Work item: Isolate every line in the data with the string "println" and copy it.

____________________

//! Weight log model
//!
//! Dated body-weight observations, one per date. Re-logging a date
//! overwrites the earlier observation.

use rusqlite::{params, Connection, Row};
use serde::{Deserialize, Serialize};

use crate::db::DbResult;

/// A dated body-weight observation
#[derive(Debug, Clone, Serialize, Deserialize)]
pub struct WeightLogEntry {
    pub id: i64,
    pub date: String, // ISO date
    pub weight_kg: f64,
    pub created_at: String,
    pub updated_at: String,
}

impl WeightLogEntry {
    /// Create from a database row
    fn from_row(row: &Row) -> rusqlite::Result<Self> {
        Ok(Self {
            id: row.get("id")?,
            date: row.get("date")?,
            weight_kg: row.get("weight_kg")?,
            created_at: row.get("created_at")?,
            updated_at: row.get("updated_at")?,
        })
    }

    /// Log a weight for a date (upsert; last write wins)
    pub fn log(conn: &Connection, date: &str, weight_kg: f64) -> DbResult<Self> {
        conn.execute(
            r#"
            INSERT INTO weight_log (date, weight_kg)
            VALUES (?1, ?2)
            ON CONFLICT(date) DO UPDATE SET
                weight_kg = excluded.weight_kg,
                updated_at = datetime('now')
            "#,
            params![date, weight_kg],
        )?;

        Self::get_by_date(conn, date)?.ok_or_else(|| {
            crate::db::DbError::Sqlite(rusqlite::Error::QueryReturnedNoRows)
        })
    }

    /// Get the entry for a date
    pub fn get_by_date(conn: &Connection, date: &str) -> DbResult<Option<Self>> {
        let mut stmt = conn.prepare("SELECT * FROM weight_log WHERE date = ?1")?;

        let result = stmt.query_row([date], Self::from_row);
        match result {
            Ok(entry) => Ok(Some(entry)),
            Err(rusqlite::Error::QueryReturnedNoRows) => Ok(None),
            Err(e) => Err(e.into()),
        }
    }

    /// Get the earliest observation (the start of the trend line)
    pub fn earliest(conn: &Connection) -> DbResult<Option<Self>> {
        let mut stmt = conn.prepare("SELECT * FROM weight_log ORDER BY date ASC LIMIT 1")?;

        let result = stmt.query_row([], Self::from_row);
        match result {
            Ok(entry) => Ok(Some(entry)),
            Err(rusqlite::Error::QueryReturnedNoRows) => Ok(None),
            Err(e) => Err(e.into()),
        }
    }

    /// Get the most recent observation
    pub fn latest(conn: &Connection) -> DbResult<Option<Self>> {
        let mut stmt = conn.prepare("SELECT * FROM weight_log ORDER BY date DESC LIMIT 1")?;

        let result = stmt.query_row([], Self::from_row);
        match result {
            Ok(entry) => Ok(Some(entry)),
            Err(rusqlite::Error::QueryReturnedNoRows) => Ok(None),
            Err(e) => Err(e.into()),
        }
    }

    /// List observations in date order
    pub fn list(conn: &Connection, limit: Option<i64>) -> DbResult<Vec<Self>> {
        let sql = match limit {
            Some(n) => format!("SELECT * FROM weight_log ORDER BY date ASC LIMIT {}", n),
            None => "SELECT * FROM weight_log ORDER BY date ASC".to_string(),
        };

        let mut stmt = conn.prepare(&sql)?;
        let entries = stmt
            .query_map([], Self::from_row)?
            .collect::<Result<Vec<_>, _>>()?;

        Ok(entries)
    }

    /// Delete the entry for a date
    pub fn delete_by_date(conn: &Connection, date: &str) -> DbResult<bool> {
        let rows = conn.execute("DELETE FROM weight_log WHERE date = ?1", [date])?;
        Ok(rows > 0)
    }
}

____________________

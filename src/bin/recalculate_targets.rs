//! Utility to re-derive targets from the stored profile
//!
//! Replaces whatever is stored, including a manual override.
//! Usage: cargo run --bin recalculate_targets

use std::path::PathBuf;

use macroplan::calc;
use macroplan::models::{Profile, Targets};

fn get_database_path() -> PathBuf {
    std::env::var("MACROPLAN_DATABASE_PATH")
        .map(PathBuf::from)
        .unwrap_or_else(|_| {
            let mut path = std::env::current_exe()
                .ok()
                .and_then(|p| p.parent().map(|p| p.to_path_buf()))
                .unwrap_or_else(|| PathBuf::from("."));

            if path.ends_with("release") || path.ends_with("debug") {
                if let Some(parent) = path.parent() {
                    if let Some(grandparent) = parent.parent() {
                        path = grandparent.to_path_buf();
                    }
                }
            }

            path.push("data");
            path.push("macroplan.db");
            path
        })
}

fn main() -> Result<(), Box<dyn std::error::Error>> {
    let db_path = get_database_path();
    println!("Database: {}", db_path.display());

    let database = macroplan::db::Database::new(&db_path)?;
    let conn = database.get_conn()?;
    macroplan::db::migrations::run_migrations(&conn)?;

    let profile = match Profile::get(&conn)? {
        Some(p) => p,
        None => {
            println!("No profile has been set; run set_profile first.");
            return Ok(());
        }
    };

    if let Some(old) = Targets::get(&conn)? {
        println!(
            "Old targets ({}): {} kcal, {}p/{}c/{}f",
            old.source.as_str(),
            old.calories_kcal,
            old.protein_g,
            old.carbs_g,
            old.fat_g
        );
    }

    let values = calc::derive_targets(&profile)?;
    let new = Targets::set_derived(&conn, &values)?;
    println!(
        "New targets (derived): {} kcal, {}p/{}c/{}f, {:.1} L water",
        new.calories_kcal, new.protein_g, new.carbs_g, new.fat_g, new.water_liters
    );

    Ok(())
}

____________________

Solution to this problem:
    println!("Database: {}", db_path.display());
            println!("No profile has been set; run set_profile first.");
        println!(
    println!(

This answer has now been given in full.